UNICEF has noted a rise in “negative coping mechanisms”, where people become so desperate that they begin doing things they would not normally consider, like taking a child out of school or selling them for early marriage – sometimes babies as young as six months old.
An education for girls
Currently, Ms. Mort said that adolescent girls have not been invited back to school.
“We've got around one million high school-age girls sitting at home, denied their right to an education”, she said. “We want to see every child in school. If children are not in school, they're much more likely to be recruited by an armed group, or to fall into early marriage or to be exploited in some way”.

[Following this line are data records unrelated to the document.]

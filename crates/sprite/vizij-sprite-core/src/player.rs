//! Sprite player: playback state machine and frame stepping.
//!
//! A [`Player`] walks an index over the frames of a [`FrameSource`] at a fixed
//! rate, rendering each one through a [`FrameSink`]. Time comes either from the
//! host (`manual_update`, every [`Player::tick`] carries the elapsed
//! milliseconds) or from a [`Clock`], with a [`FrameScheduler`] re-armed on
//! every step so the host loop knows when to call [`Player::service_frame`].
//!
//! Step order inside one tick:
//! 1. re-arm the scheduler (scheduler-driven players only)
//! 2. accumulate elapsed time; return early if no frame boundary was crossed
//! 3. render the current frame
//! 4. if the previous step reached the terminal frame, run the completion
//!    transition (emit `Completed`, then pause or restart)
//! 5. otherwise move one frame in the current direction and emit `FrameEntered`
//!
//! Rendering happens *before* the index moves. When the sink fails, the index
//! is still advanced and the error is returned afterwards, so calling `tick`
//! again renders the next frame rather than retrying the failed one.

use log::{debug, trace, warn};

use crate::config::PlayerConfig;
use crate::error::SpriteError;
use crate::events::{EventKind, EventListener, ListenerId, Notifier, PlayerEvent};
use crate::frames::{FrameSink, FrameSource};
use crate::scheduler::{Clock, FrameHandle, FrameQueue, FrameScheduler, SystemClock};
use crate::state::PlaybackState;
use crate::timing::FrameTimer;
use crate::Result;

/// Fixed-rate frame sequencer over a [`FrameSource`], rendering through a [`FrameSink`].
pub struct Player<S, K> {
    source: S,
    sink: K,
    config: PlayerConfig,
    frame_count: usize,
    last_frame: usize,

    current_frame: usize,
    playing: bool,
    reversed: bool,
    /// The index reached the terminal frame for the current direction.
    complete: bool,
    /// Rewound by `stop()` (or never started).
    stopped: bool,

    timer: FrameTimer,
    scheduler: Box<dyn FrameScheduler>,
    clock: Box<dyn Clock>,
    /// Pending scheduler callback; always `None` for manual players.
    scheduled: Option<FrameHandle>,

    notifier: Notifier,
}

impl<S, K> Player<S, K>
where
    S: FrameSource,
    K: FrameSink<S::Frame>,
{
    /// Create a player driven by a [`FrameQueue`] and the system clock.
    pub fn new(source: S, sink: K, config: PlayerConfig) -> Result<Self> {
        Self::with_runtime(source, sink, config, FrameQueue::new(), SystemClock::new())
    }

    /// Create a player with an explicit scheduler and clock.
    pub fn with_runtime(
        source: S,
        sink: K,
        config: PlayerConfig,
        scheduler: impl FrameScheduler + 'static,
        clock: impl Clock + 'static,
    ) -> Result<Self> {
        config.validate()?;
        let frame_count = config.resolve_frame_count(source.frame_count())?;
        let timer = FrameTimer::new(config.frame_rate)?;

        if config.yoyo && !config.loop_playback {
            warn!("yoyo has no effect without loop; playing once");
        }
        debug!(
            "sprite player: {} frames at {} fps (manual={}, loop={}, yoyo={})",
            frame_count,
            config.frame_rate,
            config.manual_update,
            config.loop_playback,
            config.yoyo
        );

        Ok(Self {
            source,
            sink,
            config,
            frame_count,
            last_frame: frame_count - 1,
            current_frame: 0,
            playing: false,
            reversed: false,
            complete: false,
            stopped: true,
            timer,
            scheduler: Box::new(scheduler),
            clock: Box::new(clock),
            scheduled: None,
            notifier: Notifier::new(),
        })
    }

    /// Start or resume playback and evaluate one step immediately.
    ///
    /// Calling `play` while already playing re-arms the scheduler and clears
    /// the completion flag.
    pub fn play(&mut self) -> Result<()> {
        if !self.playing {
            debug!("play from frame {}", self.current_frame);
        }
        self.playing = true;
        self.complete = false;
        self.stopped = false;
        self.step(None)
    }

    /// Halt on the current frame and disarm the scheduler.
    pub fn pause(&mut self) {
        if !self.playing {
            return;
        }
        self.playing = false;
        self.disarm();
        self.timer.rebase();
        debug!("paused at frame {}", self.current_frame);
    }

    /// Pause and rewind to the first frame. Nothing is rendered.
    pub fn stop(&mut self) {
        self.pause();
        self.current_frame = 0;
        self.complete = false;
        self.stopped = true;
        self.timer.reset();
    }

    /// Jump to `frame` and play from there. Out-of-range targets are clamped.
    pub fn goto_and_play(&mut self, frame: usize) -> Result<()> {
        self.current_frame = self.clamp_frame(frame);
        self.complete = false;
        self.stopped = false;
        if !self.playing {
            self.play()?;
        }
        Ok(())
    }

    /// Pause, jump to `frame` and render it. Out-of-range targets are clamped.
    pub fn goto_and_stop(&mut self, frame: usize) -> Result<()> {
        if self.playing {
            self.pause();
        }
        self.current_frame = self.clamp_frame(frame);
        self.complete = false;
        self.stopped = false;
        self.render_current()
    }

    /// Advance time by `elapsed_ms`, or by the clock when `None`.
    ///
    /// Manual players must pass the elapsed time. Ticks while not playing are
    /// ignored.
    pub fn tick(&mut self, elapsed_ms: Option<f64>) -> Result<()> {
        match elapsed_ms {
            None if self.config.manual_update => return Err(SpriteError::MissingElapsed),
            Some(ms) if ms < 0.0 || !ms.is_finite() => {
                return Err(SpriteError::InvalidElapsed { elapsed_ms: ms })
            }
            _ => {}
        }
        self.step(elapsed_ms)
    }

    /// Deliver this player's scheduler callback if it is due. Returns whether
    /// a step ran.
    ///
    /// Requests armed by other players sharing the scheduler stay pending. A
    /// request the host already drained with [`FrameScheduler::next_due`]
    /// counts as delivered.
    pub fn service_frame(&mut self) -> Result<bool> {
        let Some(handle) = self.scheduled else {
            return Ok(false);
        };
        if self.scheduler.is_pending(handle) && !self.scheduler.take(handle) {
            trace!("frame callback {:?} not due", handle);
            return Ok(false);
        }
        self.scheduled = None;
        self.step(None)?;
        Ok(true)
    }

    /// Stop playback, detach every listener and hand back the source and sink.
    pub fn dispose(mut self) -> (S, K) {
        self.stop();
        self.notifier.clear();
        debug!("sprite player disposed");
        (self.source, self.sink)
    }

    fn step(&mut self, elapsed_ms: Option<f64>) -> Result<()> {
        if !self.playing {
            return Ok(());
        }

        let elapsed = if self.config.manual_update {
            elapsed_ms.unwrap_or(0.0)
        } else {
            let observed = self.timer.observe(self.clock.now_ms());
            self.arm();
            elapsed_ms.unwrap_or(observed)
        };

        let intervals = self.timer.accumulate(elapsed);
        if intervals == 0 {
            return Ok(());
        }
        if intervals > 1 {
            trace!("{} frame intervals elapsed, skipping {}", intervals, intervals - 1);
        }

        let rendered = self.render_current();

        if self.complete {
            let restarted = self.complete_sweep();
            return rendered.and(restarted);
        }

        self.advance();
        rendered?;
        self.notifier.emit(&PlayerEvent::FrameEntered {
            frame: self.current_frame,
        });
        Ok(())
    }

    fn advance(&mut self) {
        if self.reversed {
            self.current_frame = self.current_frame.saturating_sub(1);
            self.complete = self.current_frame == 0;
        } else {
            self.current_frame = (self.current_frame + 1).min(self.last_frame);
            self.complete = self.current_frame == self.last_frame;
        }
    }

    fn complete_sweep(&mut self) -> Result<()> {
        self.notifier.emit(&PlayerEvent::Completed {
            frame: self.current_frame,
            reversed: self.reversed,
        });

        if !self.config.loop_playback {
            self.pause();
            return Ok(());
        }

        if self.config.yoyo {
            self.reversed = !self.reversed;
        }
        let restart = if self.reversed { self.last_frame } else { 0 };
        debug!(
            "sweep complete, restarting at frame {} ({})",
            restart,
            if self.reversed { "reversed" } else { "forward" }
        );
        self.goto_and_play(restart)
    }

    fn render_current(&mut self) -> Result<()> {
        let index = self.current_frame;
        let frame = self
            .source
            .frame(index)
            .ok_or(SpriteError::FrameNotFound { index })?;
        trace!("render frame {}", index);
        self.sink.render(frame).map_err(|e| e.at_frame(index))
    }

    fn clamp_frame(&self, frame: usize) -> usize {
        if frame > self.last_frame {
            warn!(
                "frame {} out of range [0, {}], clamping",
                frame, self.last_frame
            );
            self.last_frame
        } else {
            frame
        }
    }

    fn arm(&mut self) {
        self.disarm();
        self.scheduled = Some(self.scheduler.schedule());
    }

    fn disarm(&mut self) {
        if let Some(handle) = self.scheduled.take() {
            self.scheduler.cancel(handle);
        }
    }
}

impl<S, K> Player<S, K> {
    /// Listen to one kind of notification.
    pub fn subscribe(
        &mut self,
        kind: EventKind,
        listener: impl EventListener + 'static,
    ) -> ListenerId {
        self.notifier.subscribe(kind, listener)
    }

    /// Listen to every notification.
    pub fn subscribe_all(&mut self, listener: impl EventListener + 'static) -> ListenerId {
        self.notifier.subscribe_all(listener)
    }

    pub fn unsubscribe(&mut self, id: ListenerId) -> bool {
        self.notifier.unsubscribe(id)
    }

    pub fn listener_count(&self) -> usize {
        self.notifier.listener_count()
    }

    #[inline]
    pub fn current_frame(&self) -> usize {
        self.current_frame
    }

    #[inline]
    pub fn frame_count(&self) -> usize {
        self.frame_count
    }

    #[inline]
    pub fn last_frame(&self) -> usize {
        self.last_frame
    }

    #[inline]
    pub fn is_playing(&self) -> bool {
        self.playing
    }

    #[inline]
    pub fn is_reversed(&self) -> bool {
        self.reversed
    }

    #[inline]
    pub fn is_complete(&self) -> bool {
        self.complete
    }

    pub fn state(&self) -> PlaybackState {
        if self.playing {
            PlaybackState::Playing
        } else if self.complete {
            PlaybackState::Ended
        } else if self.stopped {
            PlaybackState::Stopped
        } else {
            PlaybackState::Paused
        }
    }

    pub fn config(&self) -> &PlayerConfig {
        &self.config
    }

    #[inline]
    pub fn frame_interval_ms(&self) -> f64 {
        self.timer.interval_ms()
    }

    /// Whether a scheduler callback is armed for this player.
    pub fn has_pending_frame(&self) -> bool {
        self.scheduled
            .map_or(false, |handle| self.scheduler.is_pending(handle))
    }

    pub fn source(&self) -> &S {
        &self.source
    }

    pub fn sink(&self) -> &K {
        &self.sink
    }

    pub fn sink_mut(&mut self) -> &mut K {
        &mut self.sink
    }
}

impl<S: FrameSource, K> Player<S, K> {
    /// Descriptor of the current frame.
    pub fn current_descriptor(&self) -> Option<&S::Frame> {
        self.source.frame(self.current_frame)
    }
}

impl<S, K> std::fmt::Debug for Player<S, K> {
    fn fmt(&self, f: &mut std::fmt::Formatter<'_>) -> std::fmt::Result {
        f.debug_struct("Player")
            .field("state", &self.state())
            .field("current_frame", &self.current_frame)
            .field("frame_count", &self.frame_count)
            .field("reversed", &self.reversed)
            .field("complete", &self.complete)
            .field("scheduled", &self.scheduled)
            .field("timer", &self.timer)
            .field("notifier", &self.notifier)
            .finish()
    }
}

Even before the current Taliban rule, 70 per cent of Afghanistan’s economy was shored up by international aid.
“With that help frozen, health workers and teachers are not being paid. If you imagine a country that doesn't have a functioning education system and doesn't have a functioning health system, you'll understand how quickly it all collapses”, she explained.
Last week in a new school, the UN official spoke to a class of girls who had never had an education.
When she asked if they had a message to share with the world, a seven-year-old put her hand up and wondered if the world could keep peace in Afghanistan so that she can continue going to school.
“I just thought, God love you. It was so spontaneous, just keep peace in my country, so I can keep learning”, Ms. Mort recalled.